Com efeito, no caso dos autos, tal como nos casos referidos nos supracitados acórdãos, a causa da impossibilidade superveniente da lide é estranha ao oponente e ao exequente, porque resulta da extinção da execução em razão do pagamento efectuado por terceiro.

Por outro lado resulta do disposto no artº 261º, nº 1 do CPPT que se, em virtude da penhora ou da venda, forem arrecadadas importâncias suficientes para solver a execução, e não houver lugar a verificação e graduação de créditos, será aquela declarada extinta depois de feitos os pagamentos.
Decorre assim deste normativo que a execução é extinta se forem arrecadadas, através da penhora ou da venda importâncias suficientes para «solver a execução», isto é, se essas importâncias chegarem para pagar a divida exequenda, e também o acrescido, que são os juros que se tiverem vencido e as custas do processo, sendo que no caso de haver mais do que um executado, a liquidação da responsabilidade terá de reportar-se a todos os executados, pois só com o pagamento de todos os encargos de custas por ele devidos poderá extinguir-se a execução (Neste sentido Jorge Lopes de Sousa, no seu Código de Procedimento e Processo Tributário, Áreas Edit., 6ª edição, Volume IV, pag. 248.).
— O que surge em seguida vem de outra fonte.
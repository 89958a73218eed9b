//! The book record and the fixed set the store is seeded with.
use async_graphql::SimpleObject;

/// The books every store built by [`RecordStore::initialize`](crate::RecordStore::initialize)
/// contains.
///
/// Listed in insertion order as `(id, name, page count, author id)`.
pub(crate) const SEED: [(&str, &str, u32, &str); 3] = [
    (
        "book-1",
        "Harry Potter and the Philosopher's Stone",
        223,
        "author-1",
    ),
    ("book-2", "Moby Dick", 635, "author-2"),
    ("book-3", "Interview with the vampire", 371, "author-3"),
];

/// The representation of a book.
// The id is the only lookup key; the other fields are plain data.
#[derive(SimpleObject, Clone, Debug, PartialEq, Eq)]
pub struct Book {
    /// The identifier of the author. Never resolved to an author record.
    pub author_id: String,
    /// The unique identifier of the book.
    pub id: String,
    /// The title of the book.
    pub name: String,
    /// The number of pages in the book.
    pub page_count: u32,
}

impl Book {
    /// Creates a book from its parts.
    #[inline]
    #[must_use]
    pub fn new(
        id: impl Into<String>,
        name: impl Into<String>,
        page_count: u32,
        author_id: impl Into<String>,
    ) -> Self {
        Self {
            author_id: author_id.into(),
            id: id.into(),
            name: name.into(),
            page_count,
        }
    }
}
Por isso concluímos, sem necessidade de mais considerações, que não pode manter-se o decidido na sentença recorrida quanto à responsabilidade pelas custas da oposição, sendo de a julgar “sem custas”, pois que estas se encontram, ou deveriam encontrar, pagas pelo terceiro.

7. Decisão

Termos em que, face ao exposto, acordam os juízes da Secção de Contencioso Tributário do Supremo Tribunal Administrativo em conceder provimento ao recurso, revogando a sentença recorrida no segmento impugnado e substituindo-a, nessa parte, por “Sem custas, pois que estas foram ou deviam ter sido consideradas para efeitos de extinção da execução”.

Sem custas.

Lisboa, 28 de Junho de 2017. – Pedro Delgado (relator) – Isabel Marques da Silva – Dulce Neto.